What you will do: The string "CardReceipt" may appear in lines of the data; report how many lines contain it, with no other output.

● ● ● ●

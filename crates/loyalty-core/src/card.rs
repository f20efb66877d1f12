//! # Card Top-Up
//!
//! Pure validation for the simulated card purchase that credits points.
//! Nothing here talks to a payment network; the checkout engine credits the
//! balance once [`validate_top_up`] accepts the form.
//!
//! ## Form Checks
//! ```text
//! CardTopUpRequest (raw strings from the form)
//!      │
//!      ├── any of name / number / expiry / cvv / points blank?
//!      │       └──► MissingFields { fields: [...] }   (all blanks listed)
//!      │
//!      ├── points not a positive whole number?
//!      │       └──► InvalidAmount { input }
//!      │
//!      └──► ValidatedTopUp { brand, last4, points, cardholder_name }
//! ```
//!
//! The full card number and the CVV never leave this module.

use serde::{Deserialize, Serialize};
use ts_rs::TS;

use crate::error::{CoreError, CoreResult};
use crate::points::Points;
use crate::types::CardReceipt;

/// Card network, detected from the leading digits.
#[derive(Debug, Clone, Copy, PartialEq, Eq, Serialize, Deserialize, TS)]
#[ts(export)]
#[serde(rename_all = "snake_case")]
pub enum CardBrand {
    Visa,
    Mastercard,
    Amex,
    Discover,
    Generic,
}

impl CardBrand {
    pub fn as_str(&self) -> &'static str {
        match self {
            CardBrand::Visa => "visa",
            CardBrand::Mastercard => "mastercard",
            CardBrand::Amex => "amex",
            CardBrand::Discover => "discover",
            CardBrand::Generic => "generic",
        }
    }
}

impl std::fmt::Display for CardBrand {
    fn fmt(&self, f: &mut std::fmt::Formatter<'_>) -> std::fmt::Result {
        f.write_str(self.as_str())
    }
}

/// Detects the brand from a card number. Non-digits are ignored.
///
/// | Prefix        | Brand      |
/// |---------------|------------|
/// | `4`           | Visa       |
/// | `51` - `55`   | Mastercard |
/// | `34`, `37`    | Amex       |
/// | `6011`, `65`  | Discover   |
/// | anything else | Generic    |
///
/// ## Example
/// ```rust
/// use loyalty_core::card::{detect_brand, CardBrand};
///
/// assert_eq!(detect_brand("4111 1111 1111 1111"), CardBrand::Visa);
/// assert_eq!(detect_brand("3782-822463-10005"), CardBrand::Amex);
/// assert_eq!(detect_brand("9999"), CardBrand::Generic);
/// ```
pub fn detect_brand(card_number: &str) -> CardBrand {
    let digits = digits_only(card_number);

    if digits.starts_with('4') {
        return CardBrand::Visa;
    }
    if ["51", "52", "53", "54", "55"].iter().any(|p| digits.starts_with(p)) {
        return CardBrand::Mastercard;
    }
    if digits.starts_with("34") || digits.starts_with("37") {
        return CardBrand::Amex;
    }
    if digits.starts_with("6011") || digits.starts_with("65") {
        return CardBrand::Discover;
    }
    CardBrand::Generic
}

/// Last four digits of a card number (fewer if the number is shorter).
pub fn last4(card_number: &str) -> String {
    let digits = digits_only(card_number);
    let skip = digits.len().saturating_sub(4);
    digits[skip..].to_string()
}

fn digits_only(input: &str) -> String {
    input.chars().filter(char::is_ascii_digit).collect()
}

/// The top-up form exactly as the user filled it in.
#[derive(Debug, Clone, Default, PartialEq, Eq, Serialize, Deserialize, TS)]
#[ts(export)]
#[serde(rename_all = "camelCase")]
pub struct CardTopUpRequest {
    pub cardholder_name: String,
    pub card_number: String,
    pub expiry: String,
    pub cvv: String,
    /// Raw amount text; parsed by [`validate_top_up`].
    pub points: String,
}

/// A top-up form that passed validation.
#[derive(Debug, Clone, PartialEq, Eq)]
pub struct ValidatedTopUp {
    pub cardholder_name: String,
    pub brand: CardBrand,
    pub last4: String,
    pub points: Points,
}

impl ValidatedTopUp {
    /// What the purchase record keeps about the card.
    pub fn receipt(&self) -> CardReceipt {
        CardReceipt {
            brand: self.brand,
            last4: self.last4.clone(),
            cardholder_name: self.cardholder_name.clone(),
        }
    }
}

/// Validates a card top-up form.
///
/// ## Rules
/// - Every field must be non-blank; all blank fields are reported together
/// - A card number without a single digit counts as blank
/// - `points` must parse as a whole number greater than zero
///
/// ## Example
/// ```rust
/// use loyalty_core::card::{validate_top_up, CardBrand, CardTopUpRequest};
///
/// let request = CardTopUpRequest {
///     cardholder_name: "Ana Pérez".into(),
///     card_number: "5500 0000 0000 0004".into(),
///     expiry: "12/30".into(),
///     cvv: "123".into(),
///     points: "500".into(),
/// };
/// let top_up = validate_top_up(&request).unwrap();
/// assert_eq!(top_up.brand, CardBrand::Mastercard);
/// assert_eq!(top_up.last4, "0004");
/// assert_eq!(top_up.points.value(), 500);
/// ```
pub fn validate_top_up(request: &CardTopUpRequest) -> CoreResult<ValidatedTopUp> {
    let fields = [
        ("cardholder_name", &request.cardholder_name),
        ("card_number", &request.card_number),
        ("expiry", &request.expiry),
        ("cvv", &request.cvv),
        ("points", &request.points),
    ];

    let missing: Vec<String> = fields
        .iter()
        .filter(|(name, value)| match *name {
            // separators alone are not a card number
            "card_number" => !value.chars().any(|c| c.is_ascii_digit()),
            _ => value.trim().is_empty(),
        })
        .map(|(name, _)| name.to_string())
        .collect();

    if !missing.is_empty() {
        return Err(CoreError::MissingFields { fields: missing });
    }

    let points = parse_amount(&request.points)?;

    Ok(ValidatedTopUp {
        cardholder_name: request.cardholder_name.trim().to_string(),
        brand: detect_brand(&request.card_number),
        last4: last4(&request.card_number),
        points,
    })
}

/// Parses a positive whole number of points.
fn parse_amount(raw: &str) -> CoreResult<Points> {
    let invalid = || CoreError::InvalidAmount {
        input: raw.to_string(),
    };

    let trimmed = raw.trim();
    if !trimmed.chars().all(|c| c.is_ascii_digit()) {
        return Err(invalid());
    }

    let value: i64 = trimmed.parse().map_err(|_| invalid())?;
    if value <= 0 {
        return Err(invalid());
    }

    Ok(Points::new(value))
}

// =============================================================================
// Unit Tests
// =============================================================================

● ● ● ●

Written solution: 3